これに先行して、JAXAでは2023年度から調布航空宇宙センターに「スマート保全」を導入しており、他事業所においても2025年度からの「スマート保全」の開始を目指し、整備を進めています。

※1 電気保安分野 スマート保安アクションプラン(経済産業省)

「スマート保全」とは

「スマート保安」は経済産業省や保安協会で使われる、電気保安のスマート化を目指す取り組みの名称です。それを受けてJAXAは電気だけでなく、機械や建物保全等、保全全体のスマート化を目指す、という意味で「スマート保全」と呼称しています。

調布航空宇宙センターでの実装

スマート保全の実現のためには設備状態常時監視に基づいた設備の長寿命化が、稼働の最適化には保全管理と運転管理の一体管理と連携が必要となります。特に劣化状態を事前に把握するためには稼働監視とともに定期年次点検を継続的に行い、必要なデータの蓄積、経時変化を把握・分析することが重要です。

今回の調布における更新工事は機器の更新整備と併せて、15年間の維持管理業務を包括した事業とし、民間企業の技術的能力等のノウハウを活用しつつ、最適運用によるスマート保全化を実現し、安定性・安全性を含めた高度な機能や性能を発揮させることを目的として維持管理業務付き工事発注方式を採用しました。これまで施設部では15年間という長期契約だけでなく、整備と維持管理をパッケージにした契約実績もありませんでした。しかし現状の課題を踏まえ、今回の工事については工事から維持管理まで見据えた整備、つまり「施工者・保全業者・JAXA」の三位一体の実現が必須と判断しました。検討を進める中で、他機関のPFI事業を参考とし、前例がない今回の契約方式を実現させたところです。

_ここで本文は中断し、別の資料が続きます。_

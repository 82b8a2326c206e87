// src/agents/mod.rs
//! # Agents Module
//!
//! This module provides the AI vehicle state and its storage, the set of
//! entities the tick loop drives every simulation step.
//!
//! ## Key Components
//!
//! - [`AiAgent`] - One non-player vehicle under the core's control
//! - [`AgentsRegistry`] - Exclusive owner of all active agents
//!
//! ## Usage
//!
//! ```rust
//! use traffic_ai_core::agents::{AiAgent, AgentKind};
//! use traffic_ai_core::personality::Personality;
//!
//! // Create a basic agent
//! let agent = AiAgent::new(1)
//!     .with_point(10)
//!     .with_speed(22.0)
//!     .with_target_speed(27.8)
//!     .with_kind(AgentKind::Car)
//!     .with_personality(Personality::Normal)
//!     .build();
//! ```
//!
//! ## Features
//!
//! - **Stable identity**: an agent keeps its id across lane changes; only
//!   `current_point` moves at finalization
//! - **Published movement contract**: point, progress and segment length are
//!   ordinary fields, so graph transitions are plain method calls
//! - **Builder pattern**: API for agent construction
mod agent;
mod registry;

pub use self::{agent::*, registry::*};
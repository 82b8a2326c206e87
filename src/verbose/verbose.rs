// src/verbose/verbose.rs
use std::fmt;
use std::sync::OnceLock;
use tracing::{debug, info, trace, Level};
use tracing_subscriber::{
    fmt as tracing_fmt, layer::SubscriberExt, util::SubscriberInitExt, EnvFilter,
};

/// Hierarchical logging levels for simulation debugging.
///
/// Each level includes all lower levels, providing increasingly detailed
/// output. Uses JSON structured logging via the `tracing` crate.
///
/// # Examples
///
/// ```rust
/// use traffic_ai_core::verbose::{VerboseLevel, set_verbose_level};
///
/// // Set logging level
/// set_verbose_level(VerboseLevel::Main);
///
/// // Check current level
/// if VerboseLevel::Main.is_at_least(VerboseLevel::Additional) {
///     println!("Will log additional details");
/// }
/// ```
#[derive(Debug, Clone, Copy, PartialEq, Eq, PartialOrd, Ord)]
#[repr(u8)]
pub enum VerboseLevel {
    /// No debug at all
    None = 0,
    /// Major lifecycle events - `info` level
    Main = 1,
    /// Spawns, lane changes, per-agent decisions - `debug` level
    Additional = 2,
    /// Per-tick details - `debug` level
    Detailed = 3,
    /// Everything including traces - `trace` level
    All = 4,
}

impl fmt::Display for VerboseLevel {
    /// Formats the verbosity level for display.
    ///
    /// Returns a short, lowercase string representation suitable for
    /// logging, debugging, and user interfaces.
    ///
    /// # Examples
    ///
    /// ```rust
    /// use traffic_ai_core::verbose::VerboseLevel;
    ///
    /// assert_eq!(format!("{}", VerboseLevel::None), "none");
    /// assert_eq!(format!("{}", VerboseLevel::Main), "main");
    /// assert_eq!(format!("{}", VerboseLevel::Additional), "additional");
    /// assert_eq!(format!("{}", VerboseLevel::Detailed), "detailed");
    /// assert_eq!(format!("{}", VerboseLevel::All), "all");
    /// ```
    fn fmt(&self, f: &mut fmt::Formatter<'_>) -> fmt::Result {
        let s = match self {
            VerboseLevel::None => "none",
            VerboseLevel::Main => "main",
            VerboseLevel::Additional => "additional",
            VerboseLevel::Detailed => "detailed",
            VerboseLevel::All => "all",
        };
        write!(f, "{}", s)
    }
}

impl From<VerboseLevel> for Level {
    fn from(level: VerboseLevel) -> Self {
        match level {
            VerboseLevel::None => Level::ERROR,
            VerboseLevel::Main => Level::INFO,
            VerboseLevel::Additional => Level::DEBUG,
            VerboseLevel::Detailed => Level::DEBUG,
            VerboseLevel::All => Level::TRACE,
        }
    }
}

// Event type constants
pub const EVENT_SIMULATION_CREATE: &str = "simulation_create";
pub const EVENT_TICK: &str = "tick";
pub const EVENT_SCHEDULER_START: &str = "scheduler_start";
pub const EVENT_SCHEDULER_STOP: &str = "scheduler_stop";
pub const EVENT_SCHEDULER_BACKOFF: &str = "scheduler_backoff";
pub const EVENT_SPAWN_VEHICLE: &str = "spawn_vehicle";
pub const EVENT_DESPAWN_VEHICLE: &str = "despawn_vehicle";
pub const EVENT_LANE_CHANGE_START: &str = "lane_change_start";
pub const EVENT_LANE_CHANGE_FINALIZE: &str = "lane_change_finalize";
pub const EVENT_LANE_CHANGE_ABORT: &str = "lane_change_abort";
pub const EVENT_MOVEMENT_DEAD_END: &str = "movement_dead_end";
pub const EVENT_CONFIG_LOADED: &str = "config_loaded";
pub const EVENT_SHUTDOWN: &str = "shutdown";

// Global verbose level storage
static VERBOSE_LEVEL: OnceLock<VerboseLevel> = OnceLock::new();
static LOGGER_INITIALIZED: OnceLock<bool> = OnceLock::new();

/// Initialize the tracing logger once
pub fn init_logger() {
    if LOGGER_INITIALIZED.set(true).is_ok() {
        tracing_subscriber::registry()
            .with(
                tracing_fmt::layer()
                    .json()
                    .with_target(false)
                    .with_thread_ids(false)
                    .with_thread_names(false)
                    .with_file(false)
                    .with_line_number(false),
            )
            .with(EnvFilter::from_default_env())
            .init();
    }
}

/// Sets the global verbose level and initializes the tracing logger
pub fn set_verbose_level(level: VerboseLevel) {
    let _ = VERBOSE_LEVEL.set(level);
    init_logger();
}

/// Derives the verbose level from the diagnostics configuration keys.
pub fn set_verbose_level_from_config(debug_logging: bool) {
    set_verbose_level(if debug_logging {
        VerboseLevel::Detailed
    } else {
        VerboseLevel::Main
    });
}

/// Gets the current global verbose level
pub fn get_verbose_level() -> VerboseLevel {
    *VERBOSE_LEVEL.get().unwrap_or(&VerboseLevel::None)
}

/// Checks if current global verbose level is at least the specified level
pub fn is_verbose_level(level: VerboseLevel) -> bool {
    get_verbose_level() >= level
}

/// Logs a message if the global verbose level allows it
pub fn verbose_log(level: VerboseLevel, event: &str, message: &str) {
    if !is_verbose_level(level) {
        return;
    }

    match level {
        VerboseLevel::None => {}
        VerboseLevel::Main => {
            info!(event = event, message);
        }
        VerboseLevel::Additional | VerboseLevel::Detailed => {
            debug!(event = event, message);
        }
        VerboseLevel::All => {
            trace!(event = event, message);
        }
    }
}

/// Session-specific logging helpers
impl VerboseLevel {
    /// Checks if this level is at least the minimum level
    pub fn is_at_least(self, min_level: VerboseLevel) -> bool {
        self >= min_level
    }
}

// ===== CONVENIENCE MACROS =====

/// Logs an info-level message if the global verbose level is
/// [`VerboseLevel::Main`] or higher.
#[macro_export]
macro_rules! log_main {
    ($event:expr, $msg:literal) => {
        if $crate::verbose::is_verbose_level($crate::verbose::VerboseLevel::Main) {
            tracing::info!(event = $event, $msg);
        }
    };
    ($event:expr, $msg:literal, $($key:ident = $value:expr),+) => {
        if $crate::verbose::is_verbose_level($crate::verbose::VerboseLevel::Main) {
            tracing::info!(
                event = $event,
                $($key = $value,)+
                $msg
            );
        }
    };
}

/// Logs a debug-level message if the global verbose level is [`VerboseLevel::Additional`] or higher.
///
/// Use for per-agent events: spawns, despawns, lane-change decisions.
#[macro_export]
macro_rules! log_additional {
    ($event:expr, $msg:literal) => {
        if $crate::verbose::is_verbose_level($crate::verbose::VerboseLevel::Additional) {
            tracing::debug!(event = $event, $msg);
        }
    };
    ($event:expr, $msg:literal, $($key:ident = $value:expr),+) => {
        if $crate::verbose::is_verbose_level($crate::verbose::VerboseLevel::Additional) {
            tracing::debug!(
                event = $event,
                $($key = $value,)+
                $msg
            );
        }
    };
}

/// Logs a debug-level message if the global verbose level is [`VerboseLevel::Detailed`] or higher.
///
/// Use for fine-grained details such as per-tick summaries.
#[macro_export]
macro_rules! log_detailed {
    ($event:expr, $msg:literal) => {
        if $crate::verbose::is_verbose_level($crate::verbose::VerboseLevel::Detailed) {
            tracing::debug!(event = $event, $msg);
        }
    };
    ($event:expr, $msg:literal, $($key:ident = $value:expr),+) => {
        if $crate::verbose::is_verbose_level($crate::verbose::VerboseLevel::Detailed) {
            tracing::debug!(
                event = $event,
                $($key = $value,)+
                $msg
            );
        }
    };
}

/// Logs a trace-level message if the global verbose level is [`VerboseLevel::All`].
///
/// Use for the most verbose output, including every internal state change.
#[macro_export]
macro_rules! log_all {
    ($event:expr, $msg:literal) => {
        if $crate::verbose::is_verbose_level($crate::verbose::VerboseLevel::All) {
            tracing::trace!(event = $event, $msg);
        }
    };
    ($event:expr, $msg:literal, $($key:ident = $value:expr),+) => {
        if $crate::verbose::is_verbose_level($crate::verbose::VerboseLevel::All) {
            tracing::trace!(
                event = $event,
                $($key = $value,)+
                $msg
            );
        }
    };
}

#[cfg(test)]
mod tests {
    use super::*;

    #[test]
    fn test_level_ordering() {
        assert!(VerboseLevel::All.is_at_least(VerboseLevel::Main));
        assert!(!VerboseLevel::Main.is_at_least(VerboseLevel::Detailed));
        assert!(VerboseLevel::Detailed.is_at_least(VerboseLevel::Detailed));
    }

    #[test]
    fn test_level_display() {
        assert_eq!(format!("{}", VerboseLevel::Additional), "additional");
        assert_eq!(format!("{}", VerboseLevel::All), "all");
    }

    #[test]
    fn test_level_into_tracing() {
        assert_eq!(Level::from(VerboseLevel::Main), Level::INFO);
        assert_eq!(Level::from(VerboseLevel::All), Level::TRACE);
    }
}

2023年7月には、飛行場分室にてデータ蓄積を開始しています。これにより整備から運用までをシームレスに実施することが可能となり、これまでの紙媒体からデジタル化された「運転管理」、「保全管理」、「分析管理」+「フィールドデータ(施設基盤情報)」を組み合わせ、JAXAのみならず、「施工者・保全業者・JAXA」含めた三位一体でデータ利活用を行うことで、施設最適運用の実現が近づくものと考えています。

スマート保全システム概要
スマート保全システム概要※2

※2 参考:まるごとスマート保安サービス(富士電機株式会社)

今後の展望

将来的には全事業所の需要設備を1箇所の事業所から常時・遠隔監視を行い、不具合発生時は遠隔管理により対象事業所近傍の作業員へ通知可能なシステムを構築します。保安管理に関しては旧一般電気事業者管轄毎に統括事業所を設置し、「広域運用化」を図る所存です。

現状の運用イメージ

現状の運用イメージ

>需要設備広域運用イメージ

需要設備広域運用イメージ

また、調布の次は、需要設備の「広域運用化」に資する遠隔一元管理可能なシステムとして、電力監視設備を具備しない「大樹航空宇宙実験場」「能代ロケット実験場」「角田宇宙センター」「地球観測センター」に対しては、2024年度までにベンダーフリーな電力監視設備相当のシステム整備を完了させる予定です。

当該設備は現地事業所(フィジカル)で状態把握できるだけでなく、以下図のとおりクラウド上(バーチャル)でモニタし、どの事業所からも状態把握が可能となるシステムとします。これまで各拠点へ散らばっていた紙ベースの点検・保全情報をデジタル情報一括可視化し、他事業所をベンチマークとした評価技術の高度化のみならずレジリエンス強化、省人省力化、予兆管理に資することが期待できます

なお、2025年度以降は他中小規模事業所へも同様のシステム構築を進め、3年後の2027年度を目途に1拠点から複数事業所を一元管理する“JAXAソリューションセンター(JSC:仮称)”の立ち上げを目指しています。